Ancor prima di qualunque taglio politico, ideologico, professionale o di altro genere il lavoro serio di un giornalista dovrebbe essere quello della verifica della notizia. Bene, questo lavoro sta venendo sempre più meno.

La domanda è: sta venendo meno per cattiva volontà, per cattive condizioni di lavoro o per altri motivi? E, in secondo luogo, quanto questa carenza ha a che fare col crescere della propaganda?

A noi, qua a Pressenza, è capitato varie volte di dare notizie errate, inesatte o incomplete e di avere qualche lettore che amabilmente, o qualche volta anche un po’ arrabbiato, ce lo ha fatto notare. Li abbiamo ringraziati e ci siamo rimboccati le maniche. Può succedere di fidarsi troppo di una fonte, di simpatizzare per una certa situazione, di avere una tremenda fretta, di voler essere i primi a parlare di qualcosa.

Tutte queste motivazioni possono indurci in errore, in un errore in buona fede, anche se gli errori ci dovrebbero insegnare a stare più attenti, a controllare le fonti “amiche” come le altre, a imparare che la fretta è spesso cattiva consigliera della professionalità e della verità.

Ma, ahimé, quelli a cui stiamo assistendo non sono errori di danza, ma un modo di interpretare la danza che è molto lontano dall’idea di informazione e che assomiglia sempre di più alla propaganda.

Mi spiego: state guardando un telegiornale all news, finisce l’edizione e passano un po’ di pubblicità. Vi rendete conto della differenza, dall’informazione siete passati alla propaganda. Non vi è nulla di male nella propaganda in sé: qualcuno vuole vendere un prodotto, far votare per un partito, portarvi a un concerto. Non vi è nulla di male finché la propaganda si svolge negli spazi preposti alla propaganda: nessuno crede ciecamente alla pubblicità, né a quello che dicono i politici alle tribune elettorali.

Il problema che vediamo nel momento attuale è che la propaganda si è trasferita nei programmi di informazione e si è trasferita per lo più di soppiatto.

Sappiamo che i media hanno un punto di vista, hanno una linea editoriale e hanno persone ed enti che li sostengono in vario modo. Questo dovrebbe essere evidente quando leggo un editoriale del direttore o un approfondimento della redazione. E’ ugualmente ragionevole che non si possa parlare di tutto. Ma quando la copertura delle notizie prende certe strade penso si possa parlare non più di informazione, ma di propaganda.

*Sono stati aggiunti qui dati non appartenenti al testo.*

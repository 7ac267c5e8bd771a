//! JSON scenario files
//!
//! A scenario names a registered component and lists the steps to run
//! against it:
//!
//! ```json
//! {
//!   "component": "inline_style_timing",
//!   "steps": [
//!     { "type": "press", "id": "button" },
//!     { "type": "assert_snapshot", "id": "view", "expected": { "width": 100 } },
//!     { "type": "run_all_timers" },
//!     { "type": "assert_snapshot", "id": "view", "expected": { "width": 150 } }
//!   ]
//! }
//! ```

use std::collections::BTreeMap;
use std::path::Path;

use anyhow::{Context, Result};
use kinema_core::{parse_event_name, Style};
use serde::Deserialize;

use crate::error::HarnessError;
use crate::harness::{ClockAdvance, TestContext};
use crate::tests::components::{self, Component};

/// A scripted scenario
#[derive(Debug, Clone, Deserialize)]
pub struct Scenario {
    #[serde(default)]
    pub name: Option<String>,
    /// Registered component to mount
    pub component: String,
    pub steps: Vec<ScenarioStep>,
}

/// One scenario step
#[derive(Debug, Clone, Deserialize)]
#[serde(tag = "type", rename_all = "snake_case")]
pub enum ScenarioStep {
    Press { id: String },
    Fire { id: String, event: String },
    Advance { ms: u64 },
    RunAllTimers,
    AssertSnapshot { id: String, expected: Style },
    AssertProps { id: String, expected: Style },
    ExpectNotFound { id: String },
}

impl Scenario {
    /// Load a scenario from JSON text
    pub fn from_json(input: &str) -> Result<Self> {
        Ok(serde_json::from_str(input)?)
    }

    /// Load a scenario from file
    pub fn from_path(path: &Path) -> Result<Self> {
        let raw = std::fs::read_to_string(path)
            .with_context(|| format!("Failed to read {}", path.display()))?;
        let mut scenario = Self::from_json(&raw)
            .with_context(|| format!("Failed to parse {}", path.display()))?;
        if scenario.name.is_none() {
            scenario.name = path.file_stem().map(|s| s.to_string_lossy().into_owned());
        }
        Ok(scenario)
    }

    pub fn display_name(&self) -> &str {
        self.name.as_deref().unwrap_or(&self.component)
    }

    /// Mount the component and run every step
    pub fn run(&self, ctx: &mut TestContext, registry: &ComponentRegistry) -> Result<()> {
        let component = registry
            .get(&self.component)
            .ok_or_else(|| HarnessError::Scenario(format!("unknown component '{}'", self.component)))?;
        ctx.mount(component)?;

        for (index, step) in self.steps.iter().enumerate() {
            tracing::debug!("{}: step {} {:?}", self.display_name(), index + 1, step);
            run_step(ctx, step).with_context(|| format!("step {} ({})", index + 1, step.kind()))?;
        }
        Ok(())
    }
}

impl ScenarioStep {
    fn kind(&self) -> &'static str {
        match self {
            ScenarioStep::Press { .. } => "press",
            ScenarioStep::Fire { .. } => "fire",
            ScenarioStep::Advance { .. } => "advance",
            ScenarioStep::RunAllTimers => "run_all_timers",
            ScenarioStep::AssertSnapshot { .. } => "assert_snapshot",
            ScenarioStep::AssertProps { .. } => "assert_props",
            ScenarioStep::ExpectNotFound { .. } => "expect_not_found",
        }
    }
}

fn run_step(ctx: &mut TestContext, step: &ScenarioStep) -> crate::error::Result<()> {
    match step {
        ScenarioStep::Press { id } => ctx.press(&ctx.get_by_test_id(id)?),
        ScenarioStep::Fire { id, event } => {
            let event_type = parse_event_name(event)
                .ok_or_else(|| HarnessError::Scenario(format!("unknown event '{event}'")))?;
            ctx.interact(&ctx.get_by_test_id(id)?, event_type)
        }
        ScenarioStep::Advance { ms } => ctx.advance_clock(ClockAdvance::ms(*ms)).map(|_| ()),
        ScenarioStep::RunAllTimers => ctx.advance_clock(ClockAdvance::All).map(|_| ()),
        ScenarioStep::AssertSnapshot { id, expected } => {
            ctx.assert_snapshot_eq(&ctx.get_by_test_id(id)?, expected)
        }
        ScenarioStep::AssertProps { id, expected } => {
            let handle = ctx.get_by_test_id(id)?;
            let actual = ctx.props_snapshot(&handle)?;
            let mismatches = actual.diff(expected, ctx.config().number_epsilon);
            if mismatches.is_empty() {
                Ok(())
            } else {
                Err(HarnessError::SnapshotMismatch {
                    test_id: id.clone(),
                    mismatches,
                })
            }
        }
        ScenarioStep::ExpectNotFound { id } => match ctx.query_by_test_id(id)? {
            None => Ok(()),
            Some(_) => Err(HarnessError::Scenario(format!("'{id}' was found"))),
        },
    }
}

/// Components scenario files can mount, by name
#[derive(Clone, Default)]
pub struct ComponentRegistry {
    components: BTreeMap<String, Component>,
}

impl ComponentRegistry {
    pub fn new() -> Self {
        Self::default()
    }

    /// Registry holding every built-in component
    pub fn builtin() -> Self {
        let mut registry = Self::new();
        for (name, component) in components::all() {
            registry.register(name, component);
        }
        registry
    }

    pub fn register(&mut self, name: &str, component: Component) -> &mut Self {
        self.components.insert(name.to_string(), component);
        self
    }

    pub fn get(&self, name: &str) -> Option<Component> {
        self.components.get(name).copied()
    }

    pub fn names(&self) -> impl Iterator<Item = &str> {
        self.components.keys().map(String::as_str)
    }
}

#[cfg(test)]
mod tests {
    use super::*;

    const INLINE_TIMING: &str = include_str!("../scenarios/inline_style_timing.json");
    const PING_PONG: &str = include_str!("../scenarios/ping_pong.json");
    const ANIMATED_PROPS: &str = include_str!("../scenarios/animated_props.json");

    fn run(json: &str) -> Result<()> {
        let scenario = Scenario::from_json(json)?;
        let mut ctx = TestContext::new(scenario.display_name());
        scenario.run(&mut ctx, &ComponentRegistry::builtin())
    }

    #[test]
    fn test_bundled_scenarios_pass() {
        run(INLINE_TIMING).unwrap();
        run(PING_PONG).unwrap();
        run(ANIMATED_PROPS).unwrap();
    }

    #[test]
    fn test_oversized_advance_step_fails() {
        let err = run(&format!(
            r#"{{ "component": "inline_style", "steps": [{{ "type": "advance", "ms": {} }}] }}"#,
            u64::MAX
        ))
        .unwrap_err();
        assert!(format!("{err:#}").contains("step 1 (advance)"));
        assert!(format!("{err:#}").contains("limit per advance"));
    }

    #[test]
    fn test_step_parsing() {
        let scenario = Scenario::from_json(
            r#"{
                "component": "inline_style",
                "steps": [
                    { "type": "fire", "id": "button", "event": "press" },
                    { "type": "advance", "ms": 16 },
                    { "type": "expect_not_found", "id": "missing" }
                ]
            }"#,
        )
        .unwrap();

        assert_eq!(scenario.display_name(), "inline_style");
        assert!(matches!(scenario.steps[1], ScenarioStep::Advance { ms: 16 }));
        let mut ctx = TestContext::new("parse");
        scenario.run(&mut ctx, &ComponentRegistry::builtin()).unwrap();
    }

    #[test]
    fn test_failing_step_reports_its_position() {
        let err = run(
            r#"{
                "component": "inline_style",
                "steps": [
                    { "type": "press", "id": "button" },
                    { "type": "assert_snapshot", "id": "view",
                      "expected": { "width": 100, "height": 100, "backgroundColor": "violet" } }
                ]
            }"#,
        )
        .unwrap_err();

        let message = format!("{err:#}");
        assert!(message.contains("step 2 (assert_snapshot)"));
        assert!(message.contains("width: expected 100, actual 150"));
    }

    #[test]
    fn test_unknown_component_and_event() {
        let err = run(r#"{ "component": "nope", "steps": [] }"#).unwrap_err();
        assert!(err.to_string().contains("unknown component 'nope'"));

        let err = run(
            r#"{ "component": "inline_style",
                 "steps": [{ "type": "fire", "id": "button", "event": "swipe" }] }"#,
        )
        .unwrap_err();
        assert!(format!("{err:#}").contains("unknown event 'swipe'"));
    }

    #[test]
    fn test_run_all_timers_against_infinite_repeat_fails() {
        let err = run(r#"{ "component": "ping_pong", "steps": [{ "type": "run_all_timers" }] }"#)
            .unwrap_err();
        assert!(format!("{err:#}").contains("Cannot run all timers"));
    }
}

Stiamo assistendo alla sparizione di continenti interi dall’agenda delle notizie, stiamo assistendo alla marginalizzazione delle notizie di un certo tipo, per esempio sulla multiculturalità, sulla solidarietà, sui diritti umani, sulla condizione dei discriminati.

E non per “rilevanza” della notizia. Un esempio a me caro su tutti: sapete secondo la FAO e secondo le principali associazioni internazionali che lottano contro questo terribile problema quante persone mediamente muoiono di fame ogni giorno? Quindicimila. Abbiamo definito, giustamente, la pandemia da covid-19 un’emergenza, ma ben poche volte, in questo ultimo anno, i morti di covid hanno superato le quindicimila unità. Qual è la notizia più “rilevante”?

Ma la fame, che è un tema più facilmente risolvibile, non riceve l’attenzione mediatica della pandemia e i giornalisti che ne scrivono sono molto pochi. Dichiariamo la fame la prima emergenza e riorientiamo la nostra agenda in questo senso. Mediaticamente e politicamente. E se qualcuno dirà, come dovrebbe, che i poveri non contano, non producono soldi e non votano allora l’ipocrisia sarà definitivamente svelata.

Riflettiamo su quest’aspetto e sul valore informativo ed educativo che l’attività mediatica deve avere e sulle sue infinite possibilità di essere un’attività utile al progresso della società. Anche in questo senso partecipiamo all’iniziativa della Giornata Nazionale dell’Informazione Costruttiva.

Lasciamo la propaganda ai pubblicitari e torniamo a occuparci di informazione, di critica, di educazione, di costruzione di un futuro migliore. Nella Giornata della Libertà di stampa e negli altri 364 giorni dell’anno.